At toxic cleanup sites across the country, environmental agencies have allowed groundwater contamination to go untreated and slowly diminish over time — a strategy that saves money for polluters but could cost taxpayers dearly and jeopardize drinking water supplies.  The strategy is called monitored natural attenuation, or MNA ... It basically means keeping a watchful eye while natural processes purge groundwater of chemical pollution.  According to Environmental Protection Agency guidelines, it’s an acceptable approach under some circumstances.  That includes when contaminants are expected to degrade in years rather than centuries, and where there is no risk of polluted water seeping into, and spoiling, fresh water supplies ... 

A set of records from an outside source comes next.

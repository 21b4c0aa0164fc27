//! Wearer vital-sign models and classification

use serde::{Deserialize, Serialize};

use crate::types::lenient_f64;

/// Latest vital-sign samples from the watch sensors
#[derive(Debug, Clone, Default, Serialize, Deserialize, PartialEq)]
pub struct VitalsReading {
    #[serde(default, deserialize_with = "lenient_f64::deserialize")]
    pub heart_rate_bpm: Option<f64>,
    #[serde(default, deserialize_with = "lenient_f64::deserialize")]
    pub systolic_mmhg: Option<f64>,
    #[serde(default, deserialize_with = "lenient_f64::deserialize")]
    pub diastolic_mmhg: Option<f64>,
}

/// Heart-rate zone. Bands are closed-open; a boundary value belongs to the higher band.
#[derive(Debug, Clone, Copy, Serialize, Deserialize, PartialEq, Eq)]
#[serde(rename_all = "snake_case")]
pub enum HeartRateZone {
    /// < 40 bpm
    DangerLow,
    /// 40-59 bpm
    Low,
    /// 60-119 bpm
    Normal,
    /// 120-149 bpm
    High,
    /// 150+ bpm
    DangerHigh,
}

impl HeartRateZone {
    pub fn is_danger(&self) -> bool {
        matches!(self, HeartRateZone::DangerLow | HeartRateZone::DangerHigh)
    }

    pub fn alert_level(&self) -> HealthAlertLevel {
        match self {
            HeartRateZone::DangerLow | HeartRateZone::DangerHigh => HealthAlertLevel::Danger,
            HeartRateZone::Low => HealthAlertLevel::Low,
            HeartRateZone::Normal => HealthAlertLevel::Normal,
            HeartRateZone::High => HealthAlertLevel::High,
        }
    }

    /// Reason passed along with an emergency call
    pub fn emergency_reason(&self) -> Option<&'static str> {
        match self {
            HeartRateZone::DangerLow => Some("Low heart rate"),
            HeartRateZone::DangerHigh => Some("High heart rate"),
            _ => None,
        }
    }
}

/// Upper (exclusive) bound of each zone, lowest first
const HEART_RATE_BANDS: [(f64, HeartRateZone); 4] = [
    (40.0, HeartRateZone::DangerLow),
    (60.0, HeartRateZone::Low),
    (120.0, HeartRateZone::Normal),
    (150.0, HeartRateZone::High),
];

/// Classify a heart rate in beats per minute
pub fn classify_heart_rate(bpm: f64) -> HeartRateZone {
    HEART_RATE_BANDS
        .iter()
        .find(|(upper, _)| bpm < *upper)
        .map(|(_, zone)| *zone)
        .unwrap_or(HeartRateZone::DangerHigh)
}

/// Blood-pressure category (American Heart Association style bands)
#[derive(Debug, Clone, Copy, Serialize, Deserialize, PartialEq, Eq)]
#[serde(rename_all = "snake_case")]
pub enum BloodPressureCategory {
    Danger,
    High,
    Elevated,
    Low,
    Normal,
}

impl BloodPressureCategory {
    pub fn alert_level(&self) -> HealthAlertLevel {
        match self {
            BloodPressureCategory::Danger => HealthAlertLevel::Danger,
            BloodPressureCategory::High | BloodPressureCategory::Elevated => HealthAlertLevel::High,
            BloodPressureCategory::Low => HealthAlertLevel::Low,
            BloodPressureCategory::Normal => HealthAlertLevel::Normal,
        }
    }

    pub fn emergency_reason(&self) -> Option<&'static str> {
        match self {
            BloodPressureCategory::Danger => Some("High blood pressure crisis"),
            _ => None,
        }
    }
}

type BloodPressureRule = (BloodPressureCategory, fn(f64, f64) -> bool);

fn is_crisis(systolic: f64, diastolic: f64) -> bool {
    systolic >= 180.0 || diastolic >= 120.0
}

fn is_high(systolic: f64, diastolic: f64) -> bool {
    systolic >= 140.0 || diastolic >= 90.0
}

fn is_elevated(systolic: f64, diastolic: f64) -> bool {
    systolic >= 130.0 || diastolic >= 80.0
}

fn is_low(systolic: f64, diastolic: f64) -> bool {
    systolic <= 90.0 || diastolic <= 60.0
}

/// Evaluated in order, first match wins. Earlier rules shadow the upper
/// bounds of later ones, so a reading in several bands takes the most severe.
const BLOOD_PRESSURE_RULES: [BloodPressureRule; 4] = [
    (BloodPressureCategory::Danger, is_crisis),
    (BloodPressureCategory::High, is_high),
    (BloodPressureCategory::Elevated, is_elevated),
    (BloodPressureCategory::Low, is_low),
];

/// Classify a systolic/diastolic pair in mmHg
pub fn classify_blood_pressure(systolic: f64, diastolic: f64) -> BloodPressureCategory {
    BLOOD_PRESSURE_RULES
        .iter()
        .find(|(_, rule)| rule(systolic, diastolic))
        .map(|(category, _)| *category)
        .unwrap_or(BloodPressureCategory::Normal)
}

/// Coarse level shown on the health card
#[derive(Debug, Clone, Copy, Serialize, Deserialize, PartialEq, Eq)]
#[serde(rename_all = "snake_case")]
pub enum HealthAlertLevel {
    Low,
    High,
    Normal,
    Danger,
}

/// Human-readable assessment of one vital sign
#[derive(Debug, Clone, Serialize, Deserialize, PartialEq)]
pub struct HealthAlert {
    pub level: HealthAlertLevel,
    pub message: String,
    #[serde(skip_serializing_if = "Option::is_none")]
    pub emergency_reason: Option<String>,
}

/// Assess a heart-rate sample. Returns `None` for a missing reading
/// (non-finite or not positive).
pub fn assess_heart_rate(bpm: f64) -> Option<HealthAlert> {
    if !bpm.is_finite() || bpm <= 0.0 {
        return None;
    }
    let zone = classify_heart_rate(bpm);
    let shown = bpm as i64;
    let message = match zone {
        HeartRateZone::DangerLow => format!("DANGER: Heart rate too low ({} BPM)", shown),
        HeartRateZone::DangerHigh => format!("DANGER: Heart rate too high ({} BPM)", shown),
        HeartRateZone::Low => format!("Low heart rate ({} BPM)", shown),
        HeartRateZone::High => format!("High heart rate ({} BPM)", shown),
        HeartRateZone::Normal => format!("Normal heart rate ({} BPM)", shown),
    };
    Some(HealthAlert {
        level: zone.alert_level(),
        message,
        emergency_reason: zone.emergency_reason().map(str::to_string),
    })
}

/// Assess a blood-pressure pair. Both values must be finite and positive;
/// zero means the sensor has not reported yet.
pub fn assess_blood_pressure(systolic: f64, diastolic: f64) -> Option<HealthAlert> {
    let measured = |v: f64| v.is_finite() && v > 0.0;
    if !measured(systolic) || !measured(diastolic) {
        return None;
    }
    let category = classify_blood_pressure(systolic, diastolic);
    let pair = format!("{}/{}", systolic as i64, diastolic as i64);
    let message = match category {
        BloodPressureCategory::Danger => format!("DANGER: Blood pressure critically high ({})", pair),
        BloodPressureCategory::High => format!("High blood pressure ({})", pair),
        BloodPressureCategory::Elevated => format!("Elevated blood pressure ({})", pair),
        BloodPressureCategory::Low => format!("Low blood pressure ({})", pair),
        BloodPressureCategory::Normal => format!("Normal blood pressure ({})", pair),
    };
    Some(HealthAlert {
        level: category.alert_level(),
        message,
        emergency_reason: category.emergency_reason().map(str::to_string),
    })
}

#[cfg(test)]
mod tests {
    use super::*;
    use proptest::prelude::*;

    #[test]
    fn test_heart_rate_boundaries() {
        assert_eq!(classify_heart_rate(39.0), HeartRateZone::DangerLow);
        assert_eq!(classify_heart_rate(39.9), HeartRateZone::DangerLow);
        assert_eq!(classify_heart_rate(40.0), HeartRateZone::Low);
        assert_eq!(classify_heart_rate(59.9), HeartRateZone::Low);
        assert_eq!(classify_heart_rate(60.0), HeartRateZone::Normal);
        assert_eq!(classify_heart_rate(119.0), HeartRateZone::Normal);
        assert_eq!(classify_heart_rate(120.0), HeartRateZone::High);
        assert_eq!(classify_heart_rate(149.9), HeartRateZone::High);
        assert_eq!(classify_heart_rate(150.0), HeartRateZone::DangerHigh);
        assert_eq!(classify_heart_rate(220.0), HeartRateZone::DangerHigh);
    }

    #[test]
    fn test_blood_pressure_danger_on_either_value() {
        // Systolic alone
        assert_eq!(classify_blood_pressure(180.0, 70.0), BloodPressureCategory::Danger);
        // Diastolic alone
        assert_eq!(classify_blood_pressure(100.0, 125.0), BloodPressureCategory::Danger);
    }

    #[test]
    fn test_blood_pressure_bands() {
        assert_eq!(classify_blood_pressure(179.0, 70.0), BloodPressureCategory::High);
        assert_eq!(classify_blood_pressure(120.0, 90.0), BloodPressureCategory::High);
        assert_eq!(classify_blood_pressure(135.0, 75.0), BloodPressureCategory::Elevated);
        assert_eq!(classify_blood_pressure(120.0, 85.0), BloodPressureCategory::Elevated);
        assert_eq!(classify_blood_pressure(90.0, 70.0), BloodPressureCategory::Low);
        assert_eq!(classify_blood_pressure(110.0, 60.0), BloodPressureCategory::Low);
        assert_eq!(classify_blood_pressure(118.0, 76.0), BloodPressureCategory::Normal);
    }

    #[test]
    fn test_blood_pressure_most_severe_wins() {
        // Low systolic but high diastolic
        assert_eq!(classify_blood_pressure(85.0, 95.0), BloodPressureCategory::High);
        // Low diastolic but elevated systolic
        assert_eq!(classify_blood_pressure(132.0, 55.0), BloodPressureCategory::Elevated);
    }

    #[test]
    fn test_assess_heart_rate_messages() {
        let alert = assess_heart_rate(35.0).unwrap();
        assert_eq!(alert.level, HealthAlertLevel::Danger);
        assert_eq!(alert.message, "DANGER: Heart rate too low (35 BPM)");
        assert_eq!(alert.emergency_reason.as_deref(), Some("Low heart rate"));

        let alert = assess_heart_rate(80.4).unwrap();
        assert_eq!(alert.level, HealthAlertLevel::Normal);
        assert_eq!(alert.message, "Normal heart rate (80 BPM)");
        assert!(alert.emergency_reason.is_none());
    }

    #[test]
    fn test_assess_heart_rate_missing() {
        assert!(assess_heart_rate(0.0).is_none());
        assert!(assess_heart_rate(-5.0).is_none());
        assert!(assess_heart_rate(f64::NAN).is_none());
    }

    #[test]
    fn test_assess_blood_pressure_messages() {
        let alert = assess_blood_pressure(185.0, 95.0).unwrap();
        assert_eq!(alert.level, HealthAlertLevel::Danger);
        assert_eq!(alert.message, "DANGER: Blood pressure critically high (185/95)");

        let alert = assess_blood_pressure(132.0, 78.0).unwrap();
        assert_eq!(alert.level, HealthAlertLevel::High);
        assert_eq!(alert.message, "Elevated blood pressure (132/78)");
    }

    #[test]
    fn test_assess_blood_pressure_requires_both_values() {
        assert!(assess_blood_pressure(120.0, 0.0).is_none());
        assert!(assess_blood_pressure(0.0, 80.0).is_none());
    }

    proptest! {
        #[test]
        fn prop_heart_rate_monotonic(a in 1.0f64..250.0, b in 1.0f64..250.0) {
            let rank = |z: HeartRateZone| match z {
                HeartRateZone::DangerLow => 0,
                HeartRateZone::Low => 1,
                HeartRateZone::Normal => 2,
                HeartRateZone::High => 3,
                HeartRateZone::DangerHigh => 4,
            };
            let (lo, hi) = if a <= b { (a, b) } else { (b, a) };
            prop_assert!(rank(classify_heart_rate(lo)) <= rank(classify_heart_rate(hi)));
        }

        #[test]
        fn prop_classifiers_idempotent(bpm in 0.0f64..250.0, sys in 50.0f64..250.0, dia in 30.0f64..150.0) {
            prop_assert_eq!(classify_heart_rate(bpm), classify_heart_rate(bpm));
            prop_assert_eq!(classify_blood_pressure(sys, dia), classify_blood_pressure(sys, dia));
        }

        #[test]
        fn prop_crisis_always_danger(sys in 180.0f64..300.0, dia in 30.0f64..150.0) {
            prop_assert_eq!(classify_blood_pressure(sys, dia), BloodPressureCategory::Danger);
        }
    }
}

Some advocates and experts say MNA sometimes has been approved in violation of EPA guidelines.  Because it is usually much simpler and cheaper than active cleanup methods — such as pumping water out of the ground and treating it — they say that MNA is being aggressively pushed by polluters at many contaminated sites, often with too little pushback from regulator ... According to data from the EPA, MNA is in use at 85 of 141 U.S. military sites that are classified as Superfund sites ... A separate assessment shows that in 2011, the most recent year tracked, 31 percent of EPA groundwater cleanup decisions involved some use of MNA ... Why can’t the EPA and state environmental regulators simply demand an active cleanup when they think MNA is the wrong choice? 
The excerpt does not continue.